# Knock sensor



## Zilla (Oct 9, 2007)

Just ran my codes and I guess my knock sensor is dead as well as both the front left "02 sensor heater" and the front right 02 sensor "heater". 

What is an 02 sensor heater, and how do I replace it?

Anyways, I read that in order to replace the knock sensor, you must drain the coolant? Does this sound right?

Thanks.


----------



## Vangtastic97 (Dec 21, 2007)

the knock sensor can be replaced without draining anything and without removing the upper intake manifold. It's just going to be rough fitting your hand under the manifold. If you have a stock y-pipe, replacing the O2 sensors will be tough as well. You can buy the sensors at autozone.


----------



## Jeff (Oct 17, 2002)

Whoa...
...The 2 o2 sensor codes could definitely be tripping your knock sensor code. Replace those first and then, if a ks code is still present, replace your knock sensor.
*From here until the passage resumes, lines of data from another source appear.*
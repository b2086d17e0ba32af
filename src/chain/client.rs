use std::collections::HashMap;
use std::sync::Arc;

use alloy::primitives::{Address, B256, Bytes};
use async_trait::async_trait;
use thiserror::Error;

use super::ChainId;

#[derive(Debug, Error)]
pub enum ChainError {
    #[error("签名者拒绝或不可用: {0}")]
    SignerUnavailable(String),
    #[error("切换链 {chain} 失败: {message}")]
    SwitchChain { chain: ChainId, message: String },
    #[error("链上读取失败: {0}")]
    Read(String),
    #[error("交易提交失败: {0}")]
    Submit(String),
    #[error("等待回执超时或失败: {0}")]
    Receipt(String),
    #[error("交易 {tx} 在链上回滚")]
    Reverted { tx: B256 },
}

/// 已挖出交易的最小回执视图。
#[derive(Debug, Clone)]
pub struct TxReceipt {
    pub tx_hash: B256,
    pub block_number: u64,
    /// 链上执行是否成功（status == 1）。
    pub success: bool,
}

/// 交易签名者（浏览器钱包或远程签名服务）的最小接口。
///
/// 签名动作本身由 [`ChainClient::submit`] 在内部驱动，这里只暴露
/// 结算编排需要的两件事：当前地址与活跃链的切换。
#[async_trait]
pub trait TxSigner: Send + Sync {
    fn address(&self) -> Address;

    /// 对任意消息做身份签名（链下会话的挑战/应答用）。
    async fn sign_message(&self, message: &[u8]) -> Result<Vec<u8>, ChainError>;

    /// 请求签名者把活跃链切到 `chain`。结算按腿顺序执行，
    /// 切链必须在该腿的签名请求之前完成。
    async fn switch_chain(&self, chain: ChainId) -> Result<(), ChainError>;
}

/// 单条链的读写能力。每条结算链各持有一个实例。
#[async_trait]
pub trait ChainClient: Send + Sync {
    fn chain_id(&self) -> ChainId;

    /// 只读合约调用（eth_call 语义），返回原始返回值字节。
    async fn call(&self, to: Address, data: Bytes) -> Result<Bytes, ChainError>;

    /// 由 `signer` 签名并提交一笔合约调用，返回交易哈希。
    async fn submit(
        &self,
        signer: &dyn TxSigner,
        to: Address,
        data: Bytes,
    ) -> Result<B256, ChainError>;

    /// 阻塞直到交易被打包，返回回执。超时语义由实现方决定。
    async fn wait_for_receipt(&self, tx: B256) -> Result<TxReceipt, ChainError>;
}

/// 钱包身份：地址 + 签名能力，显式传递给每个调用方。
#[derive(Clone)]
pub struct WalletIdentity {
    pub address: Address,
    pub signer: Arc<dyn TxSigner>,
}

impl WalletIdentity {
    pub fn new(signer: Arc<dyn TxSigner>) -> Self {
        Self {
            address: signer.address(),
            signer,
        }
    }
}

impl std::fmt::Debug for WalletIdentity {
    fn fmt(&self, f: &mut std::fmt::Formatter<'_>) -> std::fmt::Result {
        f.debug_struct("WalletIdentity")
            .field("address", &self.address)
            .finish()
    }
}

/// 按链注册的客户端集合。构造一次后只读。
#[derive(Default, Clone)]
pub struct ChainClientRegistry {
    clients: HashMap<u64, Arc<dyn ChainClient>>,
}

impl ChainClientRegistry {
    pub fn new() -> Self {
        Self::default()
    }

    pub fn register(&mut self, client: Arc<dyn ChainClient>) {
        self.clients.insert(client.chain_id().as_u64(), client);
    }

    pub fn client_for(&self, chain: ChainId) -> Option<Arc<dyn ChainClient>> {
        self.clients.get(&chain.as_u64()).cloned()
    }

    pub fn is_empty(&self) -> bool {
        self.clients.is_empty()
    }

    pub fn len(&self) -> usize {
        self.clients.len()
    }
}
You can buy from Autozone but it may be cheaper to order them online as well. Look to spend around $60, iirc. 
Oxygensensors.com - $50-70 <-click
Pinnacle Nissan OEM sensor - $108.47 <-click


----------



## Culver (Feb 17, 2008)

the ecu will not throw a Knock Sensor code alone, it will always come with an another code probably an 02. the cat 02 is a 4 wire, which is heated, the other 2 are 3 wire. i use universal o2's from ebay which cost about $20. good idea to replace the k/s too as it will really pick up your low end torque. you can read and reset your ecu by yourself. i got an k/s delivered for $50 where the dealer wanted $250 and $140 for the o2's.


----------



## Jeff (Oct 17, 2002)

The KS can have its own code...but most of the time it results from another problem. Just wanted to add that it can throw its own code rarely.

You also DO NOT need to change the KS if you have an accompanying code (i.e. coil pack misfire, o2 sensor)
It's a waste of money. Change out whatever is causing the accompanying code FIRST and if the knock sensor still gives problems then go ahead with changing it.


----------



## Culver (Feb 17, 2008)

Jeff said:


> The KS can have its own code...but most of the time it results from another problem. Just wanted to add that it can throw its own code rarely.
> 
> You also DO NOT need to change the KS if you have an accompanying code (i.e. coil pack misfire, o2 sensor)
> It's a waste of money. Change out whatever is causing the accompanying code FIRST and if the knock sensor still gives problems then go ahead with changing it.


I agree, although I never heard of a k/s throwing its own code. I think the k/s is a good thing to change if its old as the general consensus is that a new one will improve low end torque, noticeably. Someone should make an extended magnetic ratchet that will fit under the manifold.


----------